Warum die Doku "Das letzte Tabu" ein guter Anfang ist

Noch 2021 riet Philipp Lahm schwulen Fußballern davon ab, sich zu outen. Der neue Film "Das letzte Tabu" zeigt nun Lebensgeschichten offen homosexueller Spieler – macht aber auch klar, wie weit der Weg noch ist.


Szene aus der Doku: Der englische Trainer Matt Morton (Mitte) und seine Mannschaft (Bild: Broadview Pictures)
  • Von Michael Freckmann
    12. Februar 2024, 11:36h 6 Min.

Je einsamer man dasteht, desto mehr Mut braucht es, die Mauer des Schweigens zu durchbrechen. Dies zeigt die Geschichte des britischen Fußballers Justin Fashanu, die im neuen Dokumentarfilm "Das letzte Tabu" von seiner Nichte erzählt wird. Er war 1990 der erste Fußballer, der sich geoutet hat. Doch Justin musste mit vielen Anfeindungen umgehen, bekam nicht genügend Unterstützung aus seinem Umfeld und nahm sich später das Leben. Das entmutigte in der Folge viele andere, die in ähnlichen Situationen gewesen waren. Wie viele Lebensläufe junger Männer hätten sonst seitdem anders verlaufen sein können?
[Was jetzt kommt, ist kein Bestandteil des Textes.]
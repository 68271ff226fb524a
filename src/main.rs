use std::process;

use clap::Parser;
use log::info;

use genesis_loader::Genesis;

/// Load a genesis file and print the parsed document
#[derive(Debug, Parser)]
struct Opts {
    /// the genesis file path, default is `genesis.json`
    #[arg(default_value_t = String::from("genesis.json"))]
    genesis_file: String,
}

fn main() {
    pretty_env_logger::init();
    let opts = Opts::parse();

    let genesis = match Genesis::load(&opts.genesis_file) {
        Ok(genesis) => genesis,
        Err(err) => {
            eprintln!("Error: {}", err);
            process::exit(1);
        }
    };
    info!("📣 Genesis chain id: {}", genesis.config.chain_id);

    println!("{:#?}", genesis);
}
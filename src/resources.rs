// ABOUTME: Shared server resources handed to every route handler through axum state
// ABOUTME: Holds the document store handle and the validated configuration
//
// SPDX-License-Identifier: MIT OR Apache-2.0
// Copyright (c) 2025 ConvoInsight

use std::sync::Arc;

use crate::analytics::PerformanceScorer;
use crate::config::environment::ServerConfig;
use crate::database_plugins::ConversationStore;

/// Resources shared by all request handlers
///
/// Created once at startup and wrapped in an `Arc`; handlers never mutate it.
#[derive(Clone)]
pub struct ServerResources {
    /// Conversation document store
    pub store: Arc<dyn ConversationStore>,
    /// Server configuration
    pub config: Arc<ServerConfig>,
}

impl ServerResources {
    /// Bundle a store and a configuration
    #[must_use]
    pub fn new(store: Arc<dyn ConversationStore>, config: Arc<ServerConfig>) -> Self {
        Self { store, config }
    }

    /// The store as a trait object reference
    #[must_use]
    pub fn store(&self) -> &dyn ConversationStore {
        self.store.as_ref()
    }

    /// Performance scorer built from the analytics configuration
    #[must_use]
    pub fn scorer(&self) -> PerformanceScorer {
        PerformanceScorer::new(
            self.config.analytics.weights,
            self.config.analytics.safety_metric,
        )
    }
}
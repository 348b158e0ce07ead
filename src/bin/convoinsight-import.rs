// ABOUTME: Command-line importer loading conversation exports into the document store
// ABOUTME: Reads one object or an array from a JSON file, optionally replacing the collection
//
// SPDX-License-Identifier: MIT OR Apache-2.0
// Copyright (c) 2025 ConvoInsight

//! Usage:
//! ```bash
//! # Add conversations, skipping ids already stored
//! cargo run --bin convoinsight-import -- data/conversations.json
//!
//! # Empty the collection first
//! cargo run --bin convoinsight-import -- data/conversations.json --replace
//! ```

use std::path::PathBuf;

use anyhow::{Context, Result};
use clap::Parser;
use convoinsight_server::{
    config::environment::{DatabaseUrl, ServerConfig},
    database_plugins::factory::create_store,
    logging,
    services::import::{import_documents, read_export},
};
use tracing::info;

#[derive(Parser)]
#[command(
    name = "convoinsight-import",
    about = "Load conversation documents from a JSON file into the ConvoInsight store"
)]
struct ImportArgs {
    /// JSON file holding one conversation object or an array of them
    file: PathBuf,

    /// Remove every stored conversation before importing
    #[arg(long)]
    replace: bool,

    /// Override the store connection string
    #[arg(long)]
    database_url: Option<String>,
}

#[tokio::main]
async fn main() -> Result<()> {
    let args = ImportArgs::parse();

    let mut config = ServerConfig::from_env()?;
    if let Some(database_url) = &args.database_url {
        config.database.url = DatabaseUrl::parse_url(database_url);
    }

    logging::init_from_env()?;

    let documents = read_export(&args.file)
        .with_context(|| format!("Failed to load {}", args.file.display()))?;
    info!(
        "Read {} conversation(s) from {}",
        documents.len(),
        args.file.display()
    );

    let store = create_store(&config.database.url.to_connection_string()).await?;
    let source = args.file.display().to_string();
    let report = import_documents(store.as_ref(), &source, &documents, args.replace)
        .await
        .context("Import failed")?;

    println!("Import of {source} complete");
    if args.replace {
        println!("  removed:    {}", report.cleared);
    }
    println!("  inserted:   {}", report.inserted.len());
    println!("  duplicates: {}", report.duplicates.len());
    for id in &report.duplicates {
        println!("    - {id}");
    }
    println!("  invalid:    {}", report.invalid.len());
    for entry in &report.invalid {
        println!("    - entry {}: {}", entry.index, entry.reason);
    }

    Ok(())
}
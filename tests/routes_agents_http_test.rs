// ABOUTME: HTTP integration tests for agent analytics routes
// ABOUTME: Covers per-agent performance, its filtered listing and the all-agents ranking
//
// SPDX-License-Identifier: MIT OR Apache-2.0
// Copyright (c) 2025 ConvoInsight

#![allow(clippy::unwrap_used, clippy::expect_used, clippy::panic)]
#![allow(missing_docs)]

mod common;
mod helpers;

use std::sync::Arc;

use convoinsight_server::config::environment::{PerformanceWeights, SafetyMetric};
use convoinsight_server::server::build_app;
use helpers::axum_test::AxumTestRequest;
use helpers::fixtures::standard_collection;
use serde_json::{json, Value};

fn assert_close(actual: &Value, expected: f64) {
    let actual = actual.as_f64().unwrap_or_else(|| panic!("not a number: {actual}"));
    assert!(
        (actual - expected).abs() < 1e-9,
        "expected {expected}, got {actual}"
    );
}

#[tokio::test]
async fn test_agent_performance() {
    let (app, _) = common::seeded_app(&standard_collection()).await.unwrap();

    let data = AxumTestRequest::get("/api/agent/Alice").send(app).await.data();

    assert_eq!(data["agent"], "Alice");
    assert_eq!(data["count"], 2);

    let performance = &data["performance"];
    assert_close(&performance["resolved"], 50.0);
    assert_close(&performance["partially_resolved"], 50.0);
    assert_close(&performance["unresolved"], 0.0);
    assert_close(&performance["avg_satisfaction"], 70.0);
    assert_close(&performance["avg_resolution"], 70.0);
    assert_close(&performance["avg_attitude"], 75.0);
    assert_close(&performance["avg_security"], 95.0);
    assert_close(&performance["avg_risk"], 25.0);
    assert_close(&performance["overall_performance"], 77.5);
    assert_close(&performance["avg_response_time"], 45.0);
    assert_close(&performance["avg_resolution_time"], 900.0);

    assert_eq!(data["pagination"], json!({"current": 1, "pageSize": 10, "total": 2}));
    assert_eq!(
        data["conversations"][1],
        json!({
            "id": "c1",
            "title": "Billing overcharge (c1)",
            "time": "2024-01-01 09:00:00",
            "customerId": "u100",
            "mainIssue": "Billing overcharge",
            "status": "已解决",
            "satisfaction": 80.0,
            "resolution": 90.0,
            "attitude": 70.0,
            "security": 100.0,
            "risk": 20.0,
            "tags": ["billing", "urgent"]
        })
    );
}

#[tokio::test]
async fn test_agent_absent_metrics_count_as_zero() {
    let (app, _) = common::seeded_app(&standard_collection()).await.unwrap();

    let data = AxumTestRequest::get("/api/agent/Bob").send(app).await.data();
    let performance = &data["performance"];

    assert_close(&performance["avg_satisfaction"], 20.0);
    assert_close(&performance["avg_security"], 40.0);
    assert_close(&performance["overall_performance"], 25.0);
    assert_close(&performance["avg_response_time"], 45.0);
    assert_close(&performance["resolved"], 50.0);
    assert_close(&performance["unresolved"], 50.0);
}

#[tokio::test]
async fn test_agent_listing_filters_keep_full_performance() {
    let (app, _) = common::seeded_app(&standard_collection()).await.unwrap();

    let data = AxumTestRequest::get("/api/agent/Alice?tag=urgent")
        .send(app.clone())
        .await
        .data();
    assert_eq!(data["count"], 2);
    assert_close(&data["performance"]["avg_satisfaction"], 70.0);
    assert_eq!(data["pagination"]["total"], 1);
    assert_eq!(data["conversations"][0]["id"], "c1");

    let data = AxumTestRequest::get("/api/agent/Alice?searchText=nothing-matches")
        .send(app)
        .await
        .data();
    assert_eq!(data["conversations"], json!([]));
    assert_eq!(data["pagination"]["total"], 0);
}

#[tokio::test]
async fn test_unknown_agent_is_not_found() {
    let (app, _) = common::seeded_app(&standard_collection()).await.unwrap();

    let response = AxumTestRequest::get("/api/agent/Nobody").send(app).await;

    assert_eq!(response.status(), 200);
    assert!(response.failure_message().contains("Nobody"));
}

#[tokio::test]
async fn test_all_agents_ranked_by_overall_performance() {
    let (app, _) = common::seeded_app(&standard_collection()).await.unwrap();

    let data = AxumTestRequest::get("/api/agents").send(app).await.data();
    let agents = data.as_array().unwrap();

    assert_eq!(agents.len(), 2);
    assert_eq!(agents[0]["agent"], "Alice");
    assert_eq!(agents[0]["count"], 2);
    assert_close(&agents[0]["overall_performance"], 77.5);
    assert_eq!(agents[1]["agent"], "Bob");
    assert_close(&agents[1]["overall_performance"], 25.0);
}

#[tokio::test]
async fn test_risk_safety_metric_changes_the_score() {
    let store = common::create_test_store().await.unwrap();
    common::seed(store.as_ref(), &standard_collection()).await.unwrap();
    let mut config = common::test_config();
    config.analytics.safety_metric = SafetyMetric::Risk;
    config.analytics.weights = PerformanceWeights::parse("0.25,0.25,0.15,0.25").unwrap();
    let app = build_app(&common::create_test_resources(Arc::clone(&store), config));

    let data = AxumTestRequest::get("/api/agent/Alice").send(app).await.data();

    // 70 * 0.25 + 70 * 0.25 + 25 * 0.15 + 75 * 0.25
    assert_close(&data["performance"]["overall_performance"], 57.5);
}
Und nun, mehr als 30 Jahre später? Sind gerade einmal sieben von schätzungsweise 500.000 Profifußballern weltweit geoutet. In dem Film von Manfred Oldenburg berichtet etwa Thomas Hitzlsperger von seinem Coming-out, der das Thema hierzulande 2014 prominent gemacht hat. Daneben Collin Martin, der US-amerikanische Spieler, der sich aufgrund einer Erpressung 2018 als Aktiver outete. Oder Marcus Urban, der beschreibt, wie es ihm der hohe Druck Anfang der 1990er Jahre unmöglich machte, sich zu outen. Er beendete seine Karriere kurz vor seinem angeblichen Eintritt in die Bundesliga. In aller Härte wird klar: Sein Beispiel erzählt von einem nicht gelebten, durch die Gesellschaft unmöglich gemachten Traum.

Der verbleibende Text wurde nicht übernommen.